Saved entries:
+--
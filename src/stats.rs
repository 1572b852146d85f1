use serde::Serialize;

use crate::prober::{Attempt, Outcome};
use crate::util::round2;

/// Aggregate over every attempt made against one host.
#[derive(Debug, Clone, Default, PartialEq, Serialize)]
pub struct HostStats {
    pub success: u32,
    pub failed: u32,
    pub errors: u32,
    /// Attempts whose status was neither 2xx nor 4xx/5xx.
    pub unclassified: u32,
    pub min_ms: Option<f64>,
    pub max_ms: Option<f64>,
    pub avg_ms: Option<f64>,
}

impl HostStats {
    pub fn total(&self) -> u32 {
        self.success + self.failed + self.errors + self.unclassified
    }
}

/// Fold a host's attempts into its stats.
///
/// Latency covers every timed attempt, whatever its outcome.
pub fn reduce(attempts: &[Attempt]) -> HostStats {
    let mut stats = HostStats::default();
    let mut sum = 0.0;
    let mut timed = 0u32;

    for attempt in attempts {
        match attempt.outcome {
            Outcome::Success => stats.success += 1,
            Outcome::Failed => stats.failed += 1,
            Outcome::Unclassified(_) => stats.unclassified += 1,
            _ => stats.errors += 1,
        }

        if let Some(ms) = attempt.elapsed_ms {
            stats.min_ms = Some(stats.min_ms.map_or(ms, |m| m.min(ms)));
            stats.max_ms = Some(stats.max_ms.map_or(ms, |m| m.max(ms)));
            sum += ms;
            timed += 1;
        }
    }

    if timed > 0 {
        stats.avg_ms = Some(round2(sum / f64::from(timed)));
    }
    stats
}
+--
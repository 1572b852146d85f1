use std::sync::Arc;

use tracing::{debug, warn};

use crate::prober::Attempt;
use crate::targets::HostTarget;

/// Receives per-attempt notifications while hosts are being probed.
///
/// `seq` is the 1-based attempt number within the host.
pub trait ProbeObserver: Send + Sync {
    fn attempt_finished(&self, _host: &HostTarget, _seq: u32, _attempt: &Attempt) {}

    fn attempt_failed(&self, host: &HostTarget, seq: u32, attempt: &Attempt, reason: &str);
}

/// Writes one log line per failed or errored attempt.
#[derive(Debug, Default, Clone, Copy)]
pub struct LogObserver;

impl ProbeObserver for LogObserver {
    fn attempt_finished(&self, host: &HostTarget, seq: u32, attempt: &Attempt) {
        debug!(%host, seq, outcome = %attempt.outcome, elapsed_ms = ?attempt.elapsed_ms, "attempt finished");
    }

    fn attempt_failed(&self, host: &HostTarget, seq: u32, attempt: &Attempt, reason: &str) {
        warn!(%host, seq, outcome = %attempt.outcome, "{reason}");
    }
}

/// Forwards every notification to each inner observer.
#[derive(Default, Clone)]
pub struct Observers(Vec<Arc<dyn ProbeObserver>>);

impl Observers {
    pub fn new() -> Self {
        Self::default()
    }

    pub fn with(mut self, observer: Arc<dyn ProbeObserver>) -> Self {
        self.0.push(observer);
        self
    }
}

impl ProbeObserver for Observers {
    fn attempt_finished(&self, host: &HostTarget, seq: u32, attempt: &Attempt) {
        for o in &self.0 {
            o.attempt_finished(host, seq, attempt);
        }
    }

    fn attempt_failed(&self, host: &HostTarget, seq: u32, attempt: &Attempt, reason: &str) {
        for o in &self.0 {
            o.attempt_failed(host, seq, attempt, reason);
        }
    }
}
+--
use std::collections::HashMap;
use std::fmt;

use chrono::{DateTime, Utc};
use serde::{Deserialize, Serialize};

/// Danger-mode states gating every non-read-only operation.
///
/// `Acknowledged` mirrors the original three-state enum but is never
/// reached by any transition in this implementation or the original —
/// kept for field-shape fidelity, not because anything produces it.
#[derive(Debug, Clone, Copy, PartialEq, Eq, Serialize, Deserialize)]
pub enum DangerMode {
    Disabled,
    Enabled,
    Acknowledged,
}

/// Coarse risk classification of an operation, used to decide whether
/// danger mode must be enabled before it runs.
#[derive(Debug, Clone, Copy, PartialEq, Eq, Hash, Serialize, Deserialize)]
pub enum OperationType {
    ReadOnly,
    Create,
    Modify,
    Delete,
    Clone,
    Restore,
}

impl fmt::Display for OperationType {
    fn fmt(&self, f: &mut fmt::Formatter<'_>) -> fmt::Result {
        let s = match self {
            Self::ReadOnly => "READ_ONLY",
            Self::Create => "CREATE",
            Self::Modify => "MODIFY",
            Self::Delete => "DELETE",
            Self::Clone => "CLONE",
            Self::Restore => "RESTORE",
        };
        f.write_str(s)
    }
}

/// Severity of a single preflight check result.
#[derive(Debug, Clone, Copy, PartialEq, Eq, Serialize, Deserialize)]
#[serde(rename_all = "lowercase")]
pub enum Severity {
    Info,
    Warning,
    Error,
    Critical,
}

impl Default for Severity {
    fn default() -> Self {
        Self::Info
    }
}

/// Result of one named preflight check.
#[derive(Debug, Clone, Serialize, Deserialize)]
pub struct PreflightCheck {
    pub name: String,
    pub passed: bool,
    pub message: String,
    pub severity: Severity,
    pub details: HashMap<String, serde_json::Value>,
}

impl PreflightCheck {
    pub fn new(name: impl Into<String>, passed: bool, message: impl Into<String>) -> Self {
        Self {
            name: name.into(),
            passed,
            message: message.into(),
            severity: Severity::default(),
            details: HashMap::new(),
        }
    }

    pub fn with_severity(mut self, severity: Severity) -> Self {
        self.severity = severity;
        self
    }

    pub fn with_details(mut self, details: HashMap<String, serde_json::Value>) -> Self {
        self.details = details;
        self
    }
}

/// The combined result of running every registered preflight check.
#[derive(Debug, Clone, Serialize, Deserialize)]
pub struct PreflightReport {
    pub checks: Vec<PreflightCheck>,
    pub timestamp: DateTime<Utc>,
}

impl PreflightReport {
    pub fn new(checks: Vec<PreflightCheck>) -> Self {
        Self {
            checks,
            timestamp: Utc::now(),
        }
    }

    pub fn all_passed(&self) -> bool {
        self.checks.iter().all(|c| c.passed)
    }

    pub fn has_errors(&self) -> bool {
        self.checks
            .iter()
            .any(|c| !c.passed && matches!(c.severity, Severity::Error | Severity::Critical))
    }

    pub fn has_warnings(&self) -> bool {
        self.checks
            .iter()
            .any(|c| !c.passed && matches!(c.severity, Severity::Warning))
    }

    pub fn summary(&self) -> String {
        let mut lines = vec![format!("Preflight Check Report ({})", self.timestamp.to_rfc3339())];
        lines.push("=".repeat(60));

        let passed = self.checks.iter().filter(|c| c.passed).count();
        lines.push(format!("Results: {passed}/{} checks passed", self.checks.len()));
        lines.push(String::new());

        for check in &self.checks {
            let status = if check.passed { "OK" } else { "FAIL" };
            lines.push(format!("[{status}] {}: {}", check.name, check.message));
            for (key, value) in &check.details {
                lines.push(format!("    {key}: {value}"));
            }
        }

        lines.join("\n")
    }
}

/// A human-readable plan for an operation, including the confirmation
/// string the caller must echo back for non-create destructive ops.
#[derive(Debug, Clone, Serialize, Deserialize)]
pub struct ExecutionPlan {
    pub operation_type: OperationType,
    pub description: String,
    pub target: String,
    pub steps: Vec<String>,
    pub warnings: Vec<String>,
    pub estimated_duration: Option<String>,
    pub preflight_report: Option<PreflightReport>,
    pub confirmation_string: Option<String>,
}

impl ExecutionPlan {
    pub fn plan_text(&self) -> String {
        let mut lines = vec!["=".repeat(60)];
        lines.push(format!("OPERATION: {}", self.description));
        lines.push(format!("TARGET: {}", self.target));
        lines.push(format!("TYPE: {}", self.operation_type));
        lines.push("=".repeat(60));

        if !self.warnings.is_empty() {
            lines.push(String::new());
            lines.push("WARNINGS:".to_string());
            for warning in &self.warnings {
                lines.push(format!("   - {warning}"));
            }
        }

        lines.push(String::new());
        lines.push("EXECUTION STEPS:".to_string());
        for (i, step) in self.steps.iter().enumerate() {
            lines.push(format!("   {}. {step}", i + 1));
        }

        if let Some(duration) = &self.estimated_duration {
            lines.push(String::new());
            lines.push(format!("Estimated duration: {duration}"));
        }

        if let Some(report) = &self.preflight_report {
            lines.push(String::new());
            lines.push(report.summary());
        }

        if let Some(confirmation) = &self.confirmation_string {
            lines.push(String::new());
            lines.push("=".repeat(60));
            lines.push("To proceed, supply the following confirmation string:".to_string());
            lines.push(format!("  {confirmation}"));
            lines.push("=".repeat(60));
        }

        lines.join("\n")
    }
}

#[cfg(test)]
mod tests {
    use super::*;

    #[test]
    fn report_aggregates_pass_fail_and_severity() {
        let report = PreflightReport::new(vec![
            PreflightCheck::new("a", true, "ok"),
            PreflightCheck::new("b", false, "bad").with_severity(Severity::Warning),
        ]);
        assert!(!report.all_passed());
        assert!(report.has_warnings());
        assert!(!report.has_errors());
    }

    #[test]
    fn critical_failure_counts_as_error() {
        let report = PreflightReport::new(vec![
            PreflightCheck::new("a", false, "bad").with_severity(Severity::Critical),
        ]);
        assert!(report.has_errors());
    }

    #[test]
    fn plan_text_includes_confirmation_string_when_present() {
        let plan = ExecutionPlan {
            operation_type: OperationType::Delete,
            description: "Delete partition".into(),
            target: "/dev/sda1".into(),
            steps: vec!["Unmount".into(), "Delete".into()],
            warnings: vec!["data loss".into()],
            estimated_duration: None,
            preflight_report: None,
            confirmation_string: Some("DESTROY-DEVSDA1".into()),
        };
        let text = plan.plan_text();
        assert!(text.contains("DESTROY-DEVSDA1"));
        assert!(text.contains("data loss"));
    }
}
+--
» **What you need to do**:
Beginning with the line that has "against one host." and ending with the line that has "pub fn reduce(attempts: &[Attempt])", set down the lines above exactly and include no others.

» **Result of the exercise**:
/// Aggregate over every attempt made against one host.
#[derive(Debug, Clone, Default, PartialEq, Serialize)]
pub struct HostStats {
    pub success: u32,
    pub failed: u32,
    pub errors: u32,
    /// Attempts whose status was neither 2xx nor 4xx/5xx.
    pub unclassified: u32,
    pub min_ms: Option<f64>,
    pub max_ms: Option<f64>,
    pub avg_ms: Option<f64>,
}

impl HostStats {
    pub fn total(&self) -> u32 {
        self.success + self.failed + self.errors + self.unclassified
    }
}

/// Fold a host's attempts into its stats.
///
/// Latency covers every timed attempt, whatever its outcome.
pub fn reduce(attempts: &[Attempt]) -> HostStats {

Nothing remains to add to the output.